お気に入りに登録

【連載】検査値の「異常」 それ、ホントに異常なの!?

第2回 肝の異常値はココを見る!

解説 山崎悦子

横浜市立大学附属病院 臨床検査部部長・准教授

 日常の看護の中でよく目にする検査値のことをきちんと理解していますか。毎日チェックするのは特定の項目ばかりで、そのほかは自信がない……、そんなことはないでしょうか。確かにいつもの検査項目の異常値がわかれば、すぐに困ることはありません。でも、検査値の変化には理由があり、互いに関連しあっていることも多いのです。目の前の異常値だけでは、異常かどうかがわからないケースもあります。
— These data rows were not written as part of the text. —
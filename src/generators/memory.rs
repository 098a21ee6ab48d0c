//! spec.md §4.5 — `MemoryGenerator`: no constraints, 32-byte-aligned random
//! memory, since EVM memory only ever grows in 32-byte quanta.

use std::fmt;

use rand::{Rng, RngCore};

use crate::error::GenerateError;
use crate::evm::random_bytes;
use crate::state::Memory;

/// Largest number of 32-byte words this generator will produce, chosen to
/// keep generated states small while still exercising multi-word memory.
const MAX_WORDS: usize = 9;

#[derive(Debug, Clone, Copy, Default)]
pub struct MemoryGenerator;

impl MemoryGenerator {
    pub fn new() -> Self {
        Self
    }

    pub fn generate(&self, rng: &mut dyn RngCore) -> Result<Memory, GenerateError> {
        let words = rng.gen_range(0..=MAX_WORDS);
        Ok(Memory::new(random_bytes(rng, words * 32)))
    }

    pub fn clone_store(&self) -> Self {
        *self
    }

    pub fn restore(&mut self, other: &Self) {
        *self = *other;
    }
}

impl fmt::Display for MemoryGenerator {
    fn fmt(&self, f: &mut fmt::Formatter<'_>) -> fmt::Result {
        write!(f, "memory[0..{MAX_WORDS}*32]")
    }
}

#[cfg(test)]
mod tests {
    use super::*;
    use rand::{rngs::StdRng, SeedableRng};

    #[test]
    fn length_is_always_a_multiple_of_32() {
        let g = MemoryGenerator::new();
        let mut rng = StdRng::seed_from_u64(1);
        for _ in 0..50 {
            let mem = g.generate(&mut rng).unwrap();
            assert_eq!(mem.len() % 32, 0);
            assert!(mem.len() <= MAX_WORDS * 32);
        }
    }
}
この記事は、基本的な検査項目の異常値からホントの異常を読み取るコツをご紹介します。その値から「今何が起こっているのか」を察知し、一歩進んだ看護に結びつけましょう。


目次


1.肝の異常は検査項目のココを見る!

 肝の異常を知るための検査は、その目的によって、①肝疾患が存在するかをみる検査、②肝障害の原因を探る検査、③疾患の重症度や進行度をみる検査に分けられます。
 
 肝機能が低下する原因には、肝細胞が障害された場合と、胆道系が障害された場合があるので、まず①では、アスパラギン酸アミノトランスフェラーゼ(AST)とアラニンアミノトランスフェラーゼ(ALT)、およびASTとALTの比の測定による肝細胞障害のスクリーニングと、アルカリホスファターゼ(ALP)、γ-グルタミールトランスフェラーゼ(γ-GT)、ビリルビン(Bil)によって胆汁うっ滞のスクリーニングを行います。過剰飲酒(γ-GT)、体質性黄疸(Bil)の状態も確認します。②では、肝炎ウイルスマーカー(HBs抗原、HBe抗原/抗体、HBV-DNA定量、HCV抗体、HCV-RNA)と、自己免疫性肝炎を疑い抗核抗体や抗平滑筋抗体などもチェックします。③では、急性肝障害の重症度が確認できるプロトロビン時間(PT)と、慢性肝障害の進展度をみる線維化マーカー[Ⅳ型コラーゲン、ヒアルロン酸、血小板(Plt)]の検査を行います。